← Back to Stock Daily

Stock Daily — March 17, 2026

All three indexes eked out small gains today, but the vibe was different from yesterday. Yesterday was a revenge bounce after panic receded; today felt more like holding your breath — the FOMC two-day meeting has started, and everyone’s waiting for Powell to speak tomorrow.

S&P closed at 6716.09, +0.25%; Nasdaq +0.47% to 22479.53; Dow +0.10% to 46993.26. VIX continued its descent, down 4.85% to 22.4. On the surface it’s a second consecutive day of recovery, but volume and magnitude are both narrowing. The market is storing energy — direction hasn’t been chosen yet.

The most interesting contrast today was Delta vs. Lululemon. Delta raised its Q1 revenue guidance, saying consumer and corporate demand are accelerating — stock ripped 6.56%, pulling the entire airline sector along. Same day, Lululemon’s Q4 earnings beat (EPS $5.01, revenue $3.64B), but the 2026 full-year guidance called for only 2-4% revenue growth. Market didn’t buy it.

Put these two together and it’s telling. Airlines say demand is strong; premium consumer says growth is slowing. One possible read: spending is stratifying. Travel and services are still expanding, but discretionary goods are topping out. If that’s right, the upcoming retail and branded consumer earnings season will be ugly, while airlines and hotels — the “experiential spending” plays — might still have some runway.

Housing threw a surprise. NAR’s pending home sales index rose 2.0% in February versus an expected 3.0% decline. Regionally: South +3.2%, Midwest +0.4%, West +0.9%, only the Northeast down 3.6%. NAR chief economist Lawrence Yun said affordability is improving, then immediately added — oil prices could push mortgage rates higher and shut that window. He’s right. The 10-year settled at 4.20% today, down a modest 0.43%, still giving housing some breathing room, but WTI sitting at $96.21 means that if Iran escalates another round, rates will bounce right back.

Institutional signals lean cautious. BofA’s March fund manager survey shows cash allocations rising, with concerns about both global growth and inflation intensifying simultaneously — an uncommon combo that usually means institutions are pricing in stagflation. DIX at 45.3%, neutral-to-low, no clear direction. Several YouTube finance commentators are also sounding defensive; one said “the biggest dip-buyer has disappeared,” another is talking about CTA systematic sellers still in play.

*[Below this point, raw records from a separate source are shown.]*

//! The portable message envelope.
//!
//! An [`Envelope`] is what travels between parties: hybrid ciphertext, the
//! wrapped session key, routing handles, a timestamp and the sender's
//! signature over a canonical encoding of all of those. It serializes to JSON
//! with base64 binary fields.
//!
//! Decryption is only reachable through [`Envelope::verify`], which returns a
//! [`VerifiedEnvelope`] on success. There is no way to decrypt an envelope
//! whose signature has not been checked.

use serde::{Deserialize, Serialize};

use crate::engine::{CryptoEngine, CryptoError};
use crate::keys::{KeyMaterial, PublicKey};
use crate::transcript::{tags, Transcript};

/// Identifies the primitive suite an envelope was produced with.
pub const ALGORITHM_TAG: &str = "cipherchat/v1:rsa2048-oaep-sha256+aes256-cbc+rsa-pss-sha256";

const ENVELOPE_SIG_DOMAIN: &str = "cipherchat_envelope_sig_v1";

#[derive(Clone, Debug, PartialEq, Eq, Serialize, Deserialize)]
#[serde(deny_unknown_fields)]
pub struct Envelope {
    pub sender: String,
    pub recipient: String,
    /// Unix seconds, UTC.
    pub timestamp: u64,
    #[serde(with = "crate::utils::serde_base64")]
    pub ciphertext: Vec<u8>,
    #[serde(with = "crate::utils::serde_base64")]
    pub iv: Vec<u8>,
    #[serde(with = "crate::utils::serde_base64")]
    pub wrapped_key: Vec<u8>,
    #[serde(with = "crate::utils::serde_base64")]
    pub signature: Vec<u8>,
    pub algorithm_tag: String,
}

/// Canonical bytes covered by an envelope signature. Used by both the
/// sealing and the verifying side.
pub fn envelope_signing_bytes(
    ciphertext: &[u8],
    iv: &[u8],
    wrapped_key: &[u8],
    timestamp: u64,
    sender: &str,
    recipient: &str,
) -> Result<Vec<u8>, CryptoError> {
    let mut t = Transcript::new(ENVELOPE_SIG_DOMAIN);
    t.append_bytes(tags::CIPHERTEXT, ciphertext)
        .append_bytes(tags::IV, iv)
        .append_bytes(tags::WRAPPED_KEY, wrapped_key)
        .append_u64(tags::TIMESTAMP, timestamp)
        .append_str(tags::SENDER, sender)
        .append_str(tags::RECIPIENT, recipient);
    t.finish()
}

impl Envelope {
    /// Encrypt `plaintext` to `recipient_key` and sign the result with
    /// `sender_keys`.
    pub fn seal(
        engine: &CryptoEngine,
        sender: &str,
        recipient: &str,
        plaintext: &[u8],
        recipient_key: &PublicKey,
        sender_keys: &KeyMaterial,
        timestamp: u64,
    ) -> Result<Self, CryptoError> {
        let sealed = engine.hybrid_encrypt(plaintext, recipient_key)?;
        let signing_bytes = envelope_signing_bytes(
            &sealed.ciphertext,
            &sealed.iv,
            &sealed.wrapped_key,
            timestamp,
            sender,
            recipient,
        )?;
        let signature = engine.sign(&signing_bytes, sender_keys)?;

        Ok(Self {
            sender: sender.to_owned(),
            recipient: recipient.to_owned(),
            timestamp,
            ciphertext: sealed.ciphertext,
            iv: sealed.iv,
            wrapped_key: sealed.wrapped_key,
            signature,
            algorithm_tag: ALGORITHM_TAG.to_owned(),
        })
    }

    /// Re-derive the canonical bytes from this envelope's own fields.
    pub fn canonical_bytes(&self) -> Result<Vec<u8>, CryptoError> {
        envelope_signing_bytes(
            &self.ciphertext,
            &self.iv,
            &self.wrapped_key,
            self.timestamp,
            &self.sender,
            &self.recipient,
        )
    }

    pub fn check_algorithm(&self) -> Result<(), CryptoError> {
        if self.algorithm_tag == ALGORITHM_TAG {
            Ok(())
        } else {
            Err(CryptoError::UnsupportedAlgorithm(self.algorithm_tag.clone()))
        }
    }

    /// Check the algorithm tag and the sender's signature.
    pub fn verify<'a>(
        &'a self,
        engine: &CryptoEngine,
        sender_key: &PublicKey,
    ) -> Result<VerifiedEnvelope<'a>, CryptoError> {
        self.check_algorithm()?;
        // Fields too long to encode cannot have been signed.
        let signed = self
            .canonical_bytes()
            .map_err(|_| CryptoError::SignatureInvalid)?;
        if !engine.verify(&signed, &self.signature, sender_key) {
            return Err(CryptoError::SignatureInvalid);
        }
        Ok(VerifiedEnvelope {
            envelope: self,
            engine: *engine,
        })
    }

    pub fn to_json(&self) -> Result<String, CryptoError> {
        serde_json::to_string_pretty(self).map_err(|e| CryptoError::MalformedEnvelope(e.to_string()))
    }

    pub fn from_json(text: &str) -> Result<Self, CryptoError> {
        serde_json::from_str(text).map_err(|e| CryptoError::MalformedEnvelope(e.to_string()))
    }

    pub fn from_json_slice(bytes: &[u8]) -> Result<Self, CryptoError> {
        serde_json::from_slice(bytes).map_err(|e| CryptoError::MalformedEnvelope(e.to_string()))
    }
}

/// An envelope whose signature has been checked against its claimed sender.
#[derive(Debug)]
pub struct VerifiedEnvelope<'a> {
    envelope: &'a Envelope,
    engine: CryptoEngine,
}

impl<'a> VerifiedEnvelope<'a> {
    pub fn sender(&self) -> &'a str {
        &self.envelope.sender
    }

    pub fn recipient(&self) -> &'a str {
        &self.envelope.recipient
    }

    pub fn timestamp(&self) -> u64 {
        self.envelope.timestamp
    }

    pub fn signature(&self) -> &'a [u8] {
        &self.envelope.signature
    }

    pub fn envelope(&self) -> &'a Envelope {
        self.envelope
    }

    pub fn decrypt(&self, recipient_keys: &KeyMaterial) -> Result<Vec<u8>, CryptoError> {
        self.engine.hybrid_decrypt(
            &self.envelope.ciphertext,
            &self.envelope.iv,
            &self.envelope.wrapped_key,
            recipient_keys,
        )
    }
}

#[cfg(test)]
mod tests {
    use super::*;
    use crate::fixtures;

    const T0: u64 = 1_760_000_000;

    fn sealed(plaintext: &[u8]) -> Envelope {
        Envelope::seal(
            &CryptoEngine::new(),
            "alice",
            "bob",
            plaintext,
            fixtures::bob().public_key(),
            fixtures::alice(),
            T0,
        )
        .unwrap()
    }

    #[test]
    fn test_seal_verify_decrypt() {
        let engine = CryptoEngine::new();
        let env = sealed(b"meet at 9");
        assert!(!env.signature.is_empty());
        assert_eq!(env.algorithm_tag, ALGORITHM_TAG);

        let verified = env.verify(&engine, fixtures::alice().public_key()).unwrap();
        assert_eq!(verified.sender(), "alice");
        assert_eq!(verified.recipient(), "bob");
        assert_eq!(verified.timestamp(), T0);
        assert_eq!(verified.decrypt(fixtures::bob()).unwrap(), b"meet at 9");
    }

    #[test]
    fn test_signature_binds_every_field() {
        let engine = CryptoEngine::new();
        let alice_pub = fixtures::alice().public_key();
        let env = sealed(b"payload");

        let mut mutations: Vec<Envelope> = Vec::new();
        for i in [0, env.ciphertext.len() - 1] {
            let mut e = env.clone();
            e.ciphertext[i] ^= 0x01;
            mutations.push(e);
        }
        let mut e = env.clone();
        e.iv[0] ^= 0x01;
        mutations.push(e);
        let mut e = env.clone();
        e.wrapped_key[5] ^= 0x01;
        mutations.push(e);
        let mut e = env.clone();
        e.timestamp ^= 1;
        mutations.push(e);
        let mut e = env.clone();
        e.sender = "alicf".into();
        mutations.push(e);
        let mut e = env.clone();
        e.recipient = "carol".into();
        mutations.push(e);

        for tampered in &mutations {
            assert_eq!(
                tampered.verify(&engine, alice_pub).unwrap_err(),
                CryptoError::SignatureInvalid
            );
        }
    }

    #[test]
    fn test_verify_with_wrong_sender_key() {
        let env = sealed(b"x");
        let err = env
            .verify(&CryptoEngine::new(), fixtures::mallory().public_key())
            .unwrap_err();
        assert_eq!(err, CryptoError::SignatureInvalid);
    }

    #[test]
    fn test_unknown_algorithm_tag_rejected() {
        let mut env = sealed(b"x");
        env.algorithm_tag = "cipherchat/v0:rsa1024".into();
        assert_eq!(
            env.verify(&CryptoEngine::new(), fixtures::alice().public_key())
                .unwrap_err(),
            CryptoError::UnsupportedAlgorithm("cipherchat/v0:rsa1024".into())
        );
    }

    #[test]
    fn test_json_round_trip_preserves_signature() {
        let env = sealed(b"over the wire");
        let json = env.to_json().unwrap();
        let parsed = Envelope::from_json(&json).unwrap();
        assert_eq!(parsed, env);

        let verified = parsed
            .verify(&CryptoEngine::new(), fixtures::alice().public_key())
            .unwrap();
        assert_eq!(verified.decrypt(fixtures::bob()).unwrap(), b"over the wire");
    }

    #[test]
    fn test_json_field_names_and_encoding() {
        let env = sealed(b"x");
        let value: serde_json::Value = serde_json::from_str(&env.to_json().unwrap()).unwrap();
        let obj = value.as_object().unwrap();

        let mut keys: Vec<&str> = obj.keys().map(String::as_str).collect();
        keys.sort_unstable();
        assert_eq!(
            keys,
            [
                "algorithm_tag",
                "ciphertext",
                "iv",
                "recipient",
                "sender",
                "signature",
                "timestamp",
                "wrapped_key"
            ]
        );
        assert_eq!(obj["timestamp"], T0);
        // 16 bytes of IV is 24 characters of padded base64
        assert_eq!(obj["iv"].as_str().unwrap().len(), 24);
    }

    #[test]
    fn test_from_json_rejects_malformed_input() {
        let env = sealed(b"x");
        let mut value: serde_json::Value = serde_json::from_str(&env.to_json().unwrap()).unwrap();

        let mut extra = value.clone();
        extra["plaintext"] = "leak".into();
        assert!(matches!(
            Envelope::from_json(&extra.to_string()),
            Err(CryptoError::MalformedEnvelope(_))
        ));

        value["iv"] = "***not base64***".into();
        assert!(matches!(
            Envelope::from_json(&value.to_string()),
            Err(CryptoError::MalformedEnvelope(_))
        ));

        assert!(matches!(
            Envelope::from_json("{\"sender\":\"alice\"}"),
            Err(CryptoError::MalformedEnvelope(_))
        ));
        assert!(matches!(
            Envelope::from_json_slice(b"\xff\xfe"),
            Err(CryptoError::MalformedEnvelope(_))
        ));
    }

    #[test]
    fn test_canonical_bytes_match_signing_bytes() {
        let env = sealed(b"x");
        assert_eq!(
            env.canonical_bytes().unwrap(),
            envelope_signing_bytes(
                &env.ciphertext,
                &env.iv,
                &env.wrapped_key,
                env.timestamp,
                &env.sender,
                &env.recipient
            )
            .unwrap()
        );
    }
}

Before tomorrow’s FOMC result, the market will likely stay in this narrow range. The key isn’t whether they hike — almost certainly they hold — it’s the dot plot and Powell’s language. If his inflation rhetoric is more hawkish than last time and oil shows no sign of retreating, S&P could retest 6600. Conversely, if he signals that two rate cuts this year are still on the table, and oil doesn’t break 100, the recovery trade still has legs. Everything depends on tomorrow night.